Starting at the first line of the data below, retype every line up to and including the one containing "let mut dz = dz;".

*** DATA FOR ANALYSIS Section Begins ***

use crate::error::{Error, Result};
use crate::model::Module;
use ndarray::prelude::*;
use ndarray_rand::rand_distr::Uniform;
use ndarray_rand::RandomExt;
use rand::rngs::StdRng;
use rand::{Rng, SeedableRng};

#[derive(Debug, Clone, Default)]
pub struct ReluLayer {
    last_input: Option<ArrayD<f32>>,
}

impl ReluLayer {
    pub fn new() -> ReluLayer {
        ReluLayer { last_input: None }
    }
}

impl Module for ReluLayer {
    fn forward(&mut self, input: ArrayD<f32>) -> Result<ArrayD<f32>> {
        let out = input.mapv(|x| x.max(0.0));
        self.last_input = Some(input);
        Ok(out)
    }

    fn infer(&self, input: ArrayD<f32>) -> Result<ArrayD<f32>> {
        Ok(input.mapv_into(|x| x.max(0.0)))
    }

    fn backward(&mut self, dz: ArrayD<f32>) -> Result<ArrayD<f32>> {
        let last_input = self
            .last_input
            .as_ref()
            .ok_or(Error::Invalid("relu: run forward before backward"))?;
        if last_input.shape() != dz.shape() {
            return Err(Error::shape(
                "relu backward",
                format!("{:?}", last_input.shape()),
                dz.shape(),
            ));
        }
        let mut dz = dz;
        dz.zip_mut_with(last_input, |d, &x| {
            if x <= 0.0 {
                *d = 0.0;
            }
        });
        Ok(dz)
    }

    fn zero_grad(&mut self) {
        self.last_input = None;
    }
}

/// Inverted dropout: while training, each activation is kept with probability
/// `1 - rate` and scaled by `1 / (1 - rate)`. Identity at evaluation time.
#[derive(Debug, Clone)]
pub struct DropoutLayer {
    rate: f32,
    rng: StdRng,
    last_mask: Option<ArrayD<f32>>,
}

impl DropoutLayer {
    /// The layer draws its masks from its own generator, seeded from `rng`.
    ///
    /// # Panics
    ///
    /// If `rate` is outside `[0, 1)`. `TrainConfig::validate` rejects such rates before a
    /// network is built.
    pub fn new<R: Rng + ?Sized>(rate: f32, rng: &mut R) -> DropoutLayer {
        assert!(
            (0.0..1.0).contains(&rate),
            "dropout rate must be in [0, 1), got {rate}"
        );
        DropoutLayer {
            rate,
            rng: StdRng::seed_from_u64(rng.gen()),
            last_mask: None,
        }
    }

    pub fn rate(&self) -> f32 {
        self.rate
    }
}

impl Module for DropoutLayer {
    fn forward(&mut self, input: ArrayD<f32>) -> Result<ArrayD<f32>> {
        let keep = 1.0 - self.rate;
        let mask = ArrayD::random_using(input.raw_dim(), Uniform::new(0.0f32, 1.0), &mut self.rng)
            .mapv_into(|u| if u < keep { 1.0 / keep } else { 0.0 });
        let out = input * &mask;
        self.last_mask = Some(mask);
        Ok(out)
    }

    fn infer(&self, input: ArrayD<f32>) -> Result<ArrayD<f32>> {
        Ok(input)
    }

    fn backward(&mut self, dz: ArrayD<f32>) -> Result<ArrayD<f32>> {
        let mask = self
            .last_mask
            .as_ref()
            .ok_or(Error::Invalid("dropout: run forward before backward"))?;
        if mask.shape() != dz.shape() {
            return Err(Error::shape(
                "dropout backward",
                format!("{:?}", mask.shape()),
                dz.shape(),
            ));
        }
        Ok(dz * mask)
    }

    fn zero_grad(&mut self) {
        self.last_mask = None;
    }
}
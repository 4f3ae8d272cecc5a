use crate::dataset::{Datasets, Partition};
use crate::error::{Error, Result};
use log::info;
use mnist::MnistBuilder;
use std::path::Path;

pub const TRAIN_LEN: u32 = 55_000;
pub const VALIDATION_LEN: u32 = 5_000;
pub const TEST_LEN: u32 = 10_000;

const IDX_FILES: [&str; 4] = [
    "train-images-idx3-ubyte",
    "train-labels-idx1-ubyte",
    "t10k-images-idx3-ubyte",
    "t10k-labels-idx1-ubyte",
];

/// Loads MNIST from the uncompressed idx files in `base_path`.
/// The 60 000 training images are split 55 000 train / 5 000 validation; the 10 000
/// test images form the test partition. Pixels are scaled to [0, 1].
pub fn load_mnist(base_path: &Path) -> Result<Datasets> {
    for file in IDX_FILES {
        if !base_path.join(file).is_file() {
            return Err(Error::Data(format!(
                "missing MNIST file {} (expected the uncompressed idx files in {})",
                file,
                base_path.display()
            )));
        }
    }
    let base = base_path
        .to_str()
        .ok_or_else(|| Error::Data(format!("non UTF-8 data path: {}", base_path.display())))?;

    let mnist = MnistBuilder::new()
        .base_path(base)
        .training_set_length(TRAIN_LEN)
        .validation_set_length(VALIDATION_LEN)
        .test_set_length(TEST_LEN)
        .finalize();

    let datasets = Datasets {
        train: Partition::from_digits(scale(mnist.trn_img), &mnist.trn_lbl)?,
        validation: Partition::from_digits(scale(mnist.val_img), &mnist.val_lbl)?,
        test: Partition::from_digits(scale(mnist.tst_img), &mnist.tst_lbl)?,
    };
    info!(
        "[MNIST] train: {}, validation: {}, test: {}",
        datasets.train.len(),
        datasets.validation.len(),
        datasets.test.len()
    );
    Ok(datasets)
}

fn scale(pixels: Vec<u8>) -> Vec<f32> {
    pixels.into_iter().map(|p| p as f32 / 255.0).collect()
}
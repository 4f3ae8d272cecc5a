use crate::error::Result;
use serde::{Deserialize, Serialize};
use std::fs::{self, File};
use std::io::{BufWriter, Write};
use std::path::Path;

pub const LOSS_TAG: &str = "loss";
pub const VALIDATION_ACCURACY_TAG: &str = "validation_accuracy";

#[derive(Debug, Clone, PartialEq, Serialize, Deserialize)]
pub struct ScalarEvent {
    pub tag: String,
    pub step: usize,
    pub value: f32,
}

/// Append-only stream of (tag, step, value) scalars.
pub trait Summary {
    fn scalar(&mut self, tag: &str, step: usize, value: f32) -> Result<()>;
    fn flush(&mut self) -> Result<()>;
}

/// Keeps every event in memory.
#[derive(Debug, Clone, Default)]
pub struct MemorySummary {
    events: Vec<ScalarEvent>,
}

impl MemorySummary {
    pub fn new() -> MemorySummary {
        MemorySummary::default()
    }

    pub fn events(&self) -> &[ScalarEvent] {
        &self.events
    }

    /// (step, value) pairs recorded under `tag`, in write order.
    pub fn scalars(&self, tag: &str) -> Vec<(usize, f32)> {
        self.events
            .iter()
            .filter(|e| e.tag == tag)
            .map(|e| (e.step, e.value))
            .collect()
    }
}

impl Summary for MemorySummary {
    fn scalar(&mut self, tag: &str, step: usize, value: f32) -> Result<()> {
        self.events.push(ScalarEvent {
            tag: tag.to_string(),
            step,
            value,
        });
        Ok(())
    }

    fn flush(&mut self) -> Result<()> {
        Ok(())
    }
}

/// Writes one JSON object per line.
#[derive(Debug)]
pub struct JsonlSummary {
    writer: BufWriter<File>,
}

impl JsonlSummary {
    /// Creates (or truncates) the file, creating parent folders if needed.
    pub fn create(path: &Path) -> Result<JsonlSummary> {
        if let Some(parent) = path.parent() {
            fs::create_dir_all(parent)?; // in case the folder does not exist
        }
        Ok(JsonlSummary {
            writer: BufWriter::new(File::create(path)?),
        })
    }
}

impl Summary for JsonlSummary {
    fn scalar(&mut self, tag: &str, step: usize, value: f32) -> Result<()> {
        let event = ScalarEvent {
            tag: tag.to_string(),
            step,
            value,
        };
        serde_json::to_writer(&mut self.writer, &event)?;
        self.writer.write_all(b"\n")?;
        Ok(())
    }

    fn flush(&mut self) -> Result<()> {
        self.writer.flush()?;
        Ok(())
    }
}
pub use crate::layers::activations::{DropoutLayer, ReluLayer};
pub use crate::layers::conv::{Conv2dLayer, FlattenLayer, MaxPoolLayer, Padding};
pub use crate::layers::fc::FcLayer;
pub use crate::model::{Module, Param, ParamKind};

use crate::error::{Error, Result};
use ndarray::prelude::*;

pub mod activations;
pub mod conv;
pub mod fc;

#[derive(Debug, Clone)]
pub enum Layer {
    Conv(Conv2dLayer),
    Pool(MaxPoolLayer),
    Flatten(FlattenLayer),
    FC(FcLayer),
    ReLU(ReluLayer),
    Dropout(DropoutLayer),
}

impl Layer {
    pub fn name(&self) -> &'static str {
        match self {
            Layer::Conv(_) => "conv",
            Layer::Pool(_) => "max_pool",
            Layer::Flatten(_) => "flatten",
            Layer::FC(_) => "fc",
            Layer::ReLU(_) => "relu",
            Layer::Dropout(_) => "dropout",
        }
    }

    /// Number of trainable scalars held by this layer.
    pub fn num_params(&self) -> usize {
        match self {
            Layer::Conv(l) => l.kernels_mat.len() + l.b.len(),
            Layer::FC(l) => l.weights.len() + l.bias.len(),
            _ => 0,
        }
    }
}

impl Module for Layer {
    fn forward(&mut self, input: ArrayD<f32>) -> Result<ArrayD<f32>> {
        match self {
            Layer::Conv(l) => l.forward(input),
            Layer::Pool(l) => l.forward(input),
            Layer::Flatten(l) => l.forward(input),
            Layer::FC(l) => l.forward(input),
            Layer::ReLU(l) => l.forward(input),
            Layer::Dropout(l) => l.forward(input),
        }
    }

    fn infer(&self, input: ArrayD<f32>) -> Result<ArrayD<f32>> {
        match self {
            Layer::Conv(l) => l.infer(input),
            Layer::Pool(l) => l.infer(input),
            Layer::Flatten(l) => l.infer(input),
            Layer::FC(l) => l.infer(input),
            Layer::ReLU(l) => l.infer(input),
            Layer::Dropout(l) => l.infer(input),
        }
    }

    fn backward(&mut self, dz: ArrayD<f32>) -> Result<ArrayD<f32>> {
        match self {
            Layer::Conv(l) => l.backward(dz),
            Layer::Pool(l) => l.backward(dz),
            Layer::Flatten(l) => l.backward(dz),
            Layer::FC(l) => l.backward(dz),
            Layer::ReLU(l) => l.backward(dz),
            Layer::Dropout(l) => l.backward(dz),
        }
    }

    fn zero_grad(&mut self) {
        match self {
            Layer::Conv(l) => l.zero_grad(),
            Layer::Pool(l) => l.zero_grad(),
            Layer::Flatten(l) => l.zero_grad(),
            Layer::FC(l) => l.zero_grad(),
            Layer::ReLU(l) => l.zero_grad(),
            Layer::Dropout(l) => l.zero_grad(),
        }
    }

    fn params_mut(&mut self) -> Vec<Param<'_>> {
        match self {
            Layer::Conv(l) => l.params_mut(),
            Layer::FC(l) => l.params_mut(),
            _ => Vec::new(), // no weights in other layers
        }
    }
}

/// Casts a dynamic tensor to a fixed rank, reporting the offending shape on failure.
pub(crate) fn into_rank<D: Dimension>(
    input: ArrayD<f32>,
    context: &'static str,
    expected: &str,
) -> Result<Array<f32, D>> {
    let shape = input.shape().to_vec();
    input
        .into_dimensionality::<D>()
        .map_err(|_| Error::shape(context, expected, &shape))
}
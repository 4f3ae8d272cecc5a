use crate::error::{Error, Result};
use crate::layers::into_rank;
use crate::model::{Module, Param, ParamKind};
use log::debug;
use ndarray::prelude::*;
use ndarray::Zip;
use ndarray_rand::rand_distr::Uniform;
use ndarray_rand::RandomExt;
use rand::Rng;
use std::f32;

const NHWC: &str = "4-D (batch_size, height, width, channels)";

#[derive(Debug, Clone, Copy, PartialEq, Eq)]
pub enum Padding {
    /// Zero-pad the borders so that a stride-1 convolution keeps the spatial size.
    Same,
    /// No padding: the output shrinks by `kernel_size - 1` along each spatial axis.
    Valid,
}

impl Padding {
    /// Zeros added (before, after) along one spatial axis for a kernel of width `k`.
    /// Odd totals put the extra zero after, as most frameworks do.
    pub fn amounts(self, k: usize) -> (usize, usize) {
        match self {
            Padding::Same => {
                let before = (k - 1) / 2;
                (before, k - 1 - before)
            }
            Padding::Valid => (0, 0),
        }
    }
}

/// What the backward pass needs from the last training forward.
#[derive(Debug, Clone)]
struct ConvCache {
    patches: Array2<f32>, // (batch_size * locations, k * k * in_channels)
    input_dim: (usize, usize, usize, usize),
    out_hw: (usize, usize),
}

/// 2D convolution layer with stride 1, channels-last layout.
#[derive(Debug, Clone)]
pub struct Conv2dLayer {
    in_channels: usize,  // Number of channels in the input image
    out_channels: usize, // Number of channels produced by the convolution
    kernel_size: usize,  // Kernels are square
    padding: Padding,
    // weights
    pub kernels_mat: Array2<f32>, // Layout for img2col: (out_channels, k*k*in_channels), rows ordered (ky, kx, c)
    pub b: Array1<f32>,           // One bias per output channel: (out_channels)
    // for backprop
    last_input: Option<ConvCache>,
    //
    pub k_grad: Option<Array2<f32>>, // (out_channels, k*k*in_channels)
    pub b_grad: Option<Array1<f32>>, // (out_channels)
}

impl Conv2dLayer {
    /// Kernels are He-uniform, biases start at zero.
    ///
    /// # Panics
    ///
    /// If `kernel_size` is zero.
    pub fn new<R: Rng + ?Sized>(
        in_channels: usize,
        out_channels: usize,
        kernel_size: usize,
        padding: Padding,
        rng: &mut R,
    ) -> Conv2dLayer {
        assert!(kernel_size > 0, "kernel size must be positive");
        Conv2dLayer {
            in_channels,
            out_channels,
            kernel_size,
            padding,
            //
            kernels_mat: Conv2dLayer::init_kernel(in_channels, out_channels, kernel_size, rng),
            b: Array1::zeros(out_channels),
            //
            last_input: None,
            //
            k_grad: None,
            b_grad: None,
        }
    }

    fn get_scale(in_channels: usize, kernel_size: usize) -> f32 {
        (6.0 / (in_channels * kernel_size * kernel_size) as f32).sqrt() // uniform He
    }

    fn init_kernel<R: Rng + ?Sized>(
        in_channels: usize,
        out_channels: usize,
        k: usize,
        rng: &mut R,
    ) -> Array2<f32> {
        Array2::random_using(
            (out_channels, k * k * in_channels),
            Uniform::new(-1.0, 1.0),
            rng,
        ) * Conv2dLayer::get_scale(in_channels, k)
    }

    pub fn padding(&self) -> Padding {
        self.padding
    }

    /// Spatial output size for an input of `height` x `width`, if the kernel fits.
    pub fn output_hw(&self, height: usize, width: usize) -> Option<(usize, usize)> {
        let k = self.kernel_size;
        let (before, after) = self.padding.amounts(k);
        let (padded_h, padded_w) = (height + before + after, width + before + after);
        if padded_h < k || padded_w < k {
            return None;
        }
        Some((padded_h - k + 1, padded_w - k + 1))
    }

    fn check_input(&self, input: ArrayD<f32>) -> Result<Array4<f32>> {
        let input = into_rank::<Ix4>(input, "conv", NHWC)?;
        if input.dim().3 != self.in_channels {
            return Err(Error::shape(
                "conv",
                format!("{} input channels", self.in_channels),
                input.shape(),
            ));
        }
        Ok(input)
    }

    /// Builds the img2col 'patches' matrix.
    ///
    /// The convolution becomes a single matmul: every row of the patches matrix is one
    /// (k, k, in_channels) window of the padded input, flattened. Rows are ordered by
    /// (sample, output row, output column), so the matmul output reshapes directly to NHWC.
    fn im2col(&self, input: &Array4<f32>) -> Result<ConvCache> {
        let (batch_size, height, width, in_channels) = input.dim();
        let k = self.kernel_size;
        let (out_height, out_width) = self.output_hw(height, width).ok_or_else(|| {
            Error::shape(
                "conv",
                format!("at least {k}x{k} spatial size after padding"),
                input.shape(),
            )
        })?;

        let (before, after) = self.padding.amounts(k);
        let mut padded = Array4::zeros((
            batch_size,
            height + before + after,
            width + before + after,
            in_channels,
        ));
        padded
            .slice_mut(s![.., before..before + height, before..before + width, ..])
            .assign(input);

        let nb_locations = out_height * out_width;
        let mut patches = Array2::zeros((batch_size * nb_locations, k * k * in_channels));
        for (batch_idx, feature_maps) in padded.outer_iter().enumerate() {
            let mut sample_rows =
                patches.slice_mut(s![batch_idx * nb_locations..(batch_idx + 1) * nb_locations, ..]);
            for (mut row, patch) in sample_rows
                .rows_mut()
                .into_iter()
                .zip(feature_maps.windows((k, k, in_channels)))
            {
                row.assign(&patch.flatten());
            }
        }

        Ok(ConvCache {
            patches,
            input_dim: input.dim(),
            out_hw: (out_height, out_width),
        })
    }

    /// (batch_size * locations, out_channels) = patches dot kernels_mat^T, plus bias.
    fn convolve(&self, cache: &ConvCache) -> Result<Array4<f32>> {
        let batch_size = cache.input_dim.0;
        let (out_height, out_width) = cache.out_hw;
        let mut out = cache.patches.dot(&self.kernels_mat.t());
        out += &self.b; // same bias at every location of an output channel
        out.into_shape_with_order((batch_size, out_height, out_width, self.out_channels))
            .map_err(|_| Error::shape("conv", "img2col output compatible with NHWC", &[]))
    }
}
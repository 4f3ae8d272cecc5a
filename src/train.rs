use crate::dataset::{BatchSampler, Datasets, Partition};
use crate::error::{Error, Result};
use crate::metrics;
use crate::model::{Mode, Network};
use crate::optim::{MomentumOptimizer, OptimizerState};
use crate::preprocess::Normalization;
use crate::summary::{Summary, LOSS_TAG, VALIDATION_ACCURACY_TAG};
use indicatif::ProgressBar;
use log::{debug, info};
use ndarray::prelude::*;
use rayon::prelude::*;
use std::io::Write;

pub const BATCH_SIZE: usize = 100;
pub const TOTAL_STEPS: usize = 100_000;
pub const EVAL_INTERVAL: usize = 1_000;
pub const LEARNING_RATE: f32 = 0.01;
pub const MOMENTUM: f32 = 0.5;
pub const DROPOUT_RATE: f32 = 0.5;
pub const SEED: u64 = 42;
pub const EVAL_BATCH_SIZE: usize = 250;

#[derive(Debug, Clone, PartialEq)]
pub struct TrainConfig {
    pub batch_size: usize,
    pub total_steps: usize,
    pub eval_interval: usize,
    pub learning_rate: f32,
    pub momentum: f32,
    pub dropout_rate: f32,
    pub seed: u64,
    /// Samples per chunk when evaluating a whole partition.
    pub eval_batch_size: usize,
}

impl Default for TrainConfig {
    fn default() -> Self {
        TrainConfig {
            batch_size: BATCH_SIZE,
            total_steps: TOTAL_STEPS,
            eval_interval: EVAL_INTERVAL,
            learning_rate: LEARNING_RATE,
            momentum: MOMENTUM,
            dropout_rate: DROPOUT_RATE,
            seed: SEED,
            eval_batch_size: EVAL_BATCH_SIZE,
        }
    }
}

impl TrainConfig {
    pub fn validate(&self) -> Result<()> {
        if self.batch_size == 0 {
            return Err(Error::Invalid("batch_size must be positive"));
        }
        if self.eval_interval == 0 {
            return Err(Error::Invalid("eval_interval must be positive"));
        }
        if self.eval_batch_size == 0 {
            return Err(Error::Invalid("eval_batch_size must be positive"));
        }
        if !(self.learning_rate.is_finite() && self.learning_rate > 0.0) {
            return Err(Error::Invalid("learning_rate must be positive and finite"));
        }
        if !(0.0..1.0).contains(&self.momentum) {
            return Err(Error::Invalid("momentum must be in [0, 1)"));
        }
        if !(0.0..1.0).contains(&self.dropout_rate) {
            return Err(Error::Invalid("dropout_rate must be in [0, 1)"));
        }
        Ok(())
    }
}

#[derive(Debug, Clone, Copy, PartialEq, Eq)]
pub enum RunState {
    Initializing,
    Running { step: usize },
    Terminated,
}

#[derive(Debug, Clone, PartialEq)]
pub struct RunReport {
    pub steps_completed: usize,
    /// (step, validation accuracy) for every periodic evaluation.
    pub validation: Vec<(usize, f32)>,
    pub test_accuracy: f32,
}

/// Accuracy of `network` over a whole partition, in evaluation mode.
///
/// The partition is cut in chunks of `chunk_size` samples which are evaluated in parallel.
/// The forward pass is read-only, so this never touches parameters or optimizer state.
pub fn evaluate(
    network: &Network,
    normalization: &Normalization,
    partition: &Partition,
    chunk_size: usize,
) -> Result<f32> {
    let nb_samples = partition.len();
    if nb_samples == 0 {
        return Err(Error::Data("cannot evaluate on an empty partition".to_string()));
    }
    if chunk_size == 0 {
        return Err(Error::Invalid("evaluation chunk size must be positive"));
    }

    let starts: Vec<usize> = (0..nb_samples).step_by(chunk_size).collect();
    let correct: usize = starts
        .par_iter()
        .map(|&start| {
            let end = (start + chunk_size).min(nb_samples);
            let images = normalization.normalize(partition.images.slice(s![start..end, ..]))?;
            let logits = network.infer(images.into_dyn())?;
            metrics::correct_count(logits.view(), partition.labels.slice(s![start..end, ..]))
        })
        .collect::<Result<Vec<usize>>>()?
        .into_iter()
        .sum();

    Ok(correct as f32 / nb_samples as f32)
}

/// The train/evaluate loop: Initializing -> Running(step) -> Terminated.
///
/// Every step draws a mini-batch, normalizes it, runs a training forward pass, and applies
/// one momentum update. Every `eval_interval` steps the whole validation partition is
/// evaluated. After the last step the test partition is evaluated once.
pub struct Trainer<S: Summary, W: Write> {
    config: TrainConfig,
    datasets: Datasets,
    normalization: Normalization,
    network: Network,
    optimizer: MomentumOptimizer,
    optimizer_state: OptimizerState,
    sampler: BatchSampler,
    summary: S,
    console: W,
    progress: ProgressBar,
    state: RunState,
}

impl<S: Summary, W: Write> Trainer<S, W> {
    pub fn new(config: TrainConfig, datasets: Datasets, summary: S, console: W) -> Result<Self> {
        config.validate()?;
        if datasets.train.len() < config.batch_size {
            return Err(Error::Data(format!(
                "training partition has {} samples, fewer than one batch of {}",
                datasets.train.len(),
                config.batch_size
            )));
        }

        let normalization = Normalization::from_partition(&datasets.train)?;
        info!(
            "[INIT] normalization mean={:.4} std={:.4}",
            normalization.mean, normalization.std
        );

        let network = Network::nielsen(config.seed, config.dropout_rate);
        info!(
            "[INIT] {} layers, {} trainable parameters",
            network.layers.len(),
            network.num_params()
        );

        let sampler = BatchSampler::new(datasets.train.len(), config.seed);
        Ok(Trainer {
            optimizer: MomentumOptimizer::new(config.learning_rate, config.momentum),
            optimizer_state: OptimizerState::new(),
            sampler,
            normalization,
            network,
            datasets,
            summary,
            console,
            progress: ProgressBar::hidden(),
            state: RunState::Initializing,
            config,
        })
    }

    /// Display a progress bar while running. Console lines are printed around it.
    pub fn with_progress(mut self, progress: ProgressBar) -> Self {
        self.progress = progress;
        self
    }

    pub fn state(&self) -> RunState {
        self.state
    }

    pub fn config(&self) -> &TrainConfig {
        &self.config
    }

    pub fn network(&self) -> &Network {
        &self.network
    }

    pub fn normalization(&self) -> &Normalization {
        &self.normalization
    }

    pub fn optimizer_state(&self) -> &OptimizerState {
        &self.optimizer_state
    }

    pub fn summary(&self) -> &S {
        &self.summary
    }

    /// Where the progress lines were written.
    pub fn console(&self) -> &W {
        &self.console
    }

    pub fn into_parts(self) -> (S, W) {
        (self.summary, self.console)
    }

    /// Runs the whole lifecycle. Any error is fatal: the run stops at the failing step.
    /// The summary stream is flushed whether the run succeeds or not.
    pub fn run(&mut self) -> Result<RunReport> {
        if self.state != RunState::Initializing {
            return Err(Error::Invalid("a trainer runs only once"));
        }
        let outcome = self.run_steps();
        let flushed = self.summary.flush();
        self.state = RunState::Terminated;
        self.progress.finish_and_clear();

        let report = outcome?;
        flushed?;
        Ok(report)
    }

    fn run_steps(&mut self) -> Result<RunReport> {
        let mut validation = Vec::new();
        for step in 0..self.config.total_steps {
            self.state = RunState::Running { step };
            let loss = self.train_step(step)?;
            self.summary.scalar(LOSS_TAG, step, loss)?;

            if step % self.config.eval_interval == 0 {
                validation.push((step, self.validate(step)?));
            }
            self.progress.inc(1);
        }
        if self.config.total_steps == 0 {
            // Nothing to train: still report the untrained network.
            validation.push((0, self.validate(0)?));
        }

        let test_accuracy = evaluate(
            &self.network,
            &self.normalization,
            &self.datasets.test,
            self.config.eval_batch_size,
        )?;
        self.print(format!("Test Accuracy = {:5.2}%", test_accuracy * 100.0))?;

        Ok(RunReport {
            steps_completed: self.config.total_steps,
            validation,
            test_accuracy,
        })
    }

    /// One stochastic gradient update. Returns the mini-batch loss.
    fn train_step(&mut self, step: usize) -> Result<f32> {
        let (images, labels) = self
            .sampler
            .next_batch(&self.datasets.train, self.config.batch_size)?;
        let images = self.normalization.normalize(images.view())?;

        self.network.zero_grad();
        let logits = self.network.forward(images.into_dyn(), Mode::Train)?;
        let (loss, dlogits) = metrics::softmax_cross_entropy(logits.view(), labels.view())?;
        if !loss.is_finite() {
            return Err(Error::Numerical(format!("loss is {loss} at step {step}")));
        }
        self.network.backward(dlogits)?;
        self.optimizer
            .step(&mut self.network, &mut self.optimizer_state)?;

        debug!("[BATCH] step {} loss: {:.4}", step, loss);
        Ok(loss)
    }

    fn validate(&mut self, step: usize) -> Result<f32> {
        let accuracy = evaluate(
            &self.network,
            &self.normalization,
            &self.datasets.validation,
            self.config.eval_batch_size,
        )?;
        self.summary.scalar(VALIDATION_ACCURACY_TAG, step, accuracy)?;
        self.print(format!(
            "Step: {:5}, Validation Accuracy = {:5.2}%",
            step,
            accuracy * 100.0
        ))?;
        Ok(accuracy)
    }

    fn print(&mut self, line: String) -> Result<()> {
        let console = &mut self.console;
        self.progress.suspend(|| writeln!(console, "{line}"))?;
        Ok(())
    }
}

*** DATA FOR ANALYSIS Section Ends ***

ANSWER:
use crate::error::{Error, Result};
use crate::model::Module;
use ndarray::prelude::*;
use ndarray_rand::rand_distr::Uniform;
use ndarray_rand::RandomExt;
use rand::rngs::StdRng;
use rand::{Rng, SeedableRng};

#[derive(Debug, Clone, Default)]
pub struct ReluLayer {
    last_input: Option<ArrayD<f32>>,
}

impl ReluLayer {
    pub fn new() -> ReluLayer {
        ReluLayer { last_input: None }
    }
}

impl Module for ReluLayer {
    fn forward(&mut self, input: ArrayD<f32>) -> Result<ArrayD<f32>> {
        let out = input.mapv(|x| x.max(0.0));
        self.last_input = Some(input);
        Ok(out)
    }

    fn infer(&self, input: ArrayD<f32>) -> Result<ArrayD<f32>> {
        Ok(input.mapv_into(|x| x.max(0.0)))
    }

    fn backward(&mut self, dz: ArrayD<f32>) -> Result<ArrayD<f32>> {
        let last_input = self
            .last_input
            .as_ref()
            .ok_or(Error::Invalid("relu: run forward before backward"))?;
        if last_input.shape() != dz.shape() {
            return Err(Error::shape(
                "relu backward",
                format!("{:?}", last_input.shape()),
                dz.shape(),
            ));
        }
        let mut dz = dz;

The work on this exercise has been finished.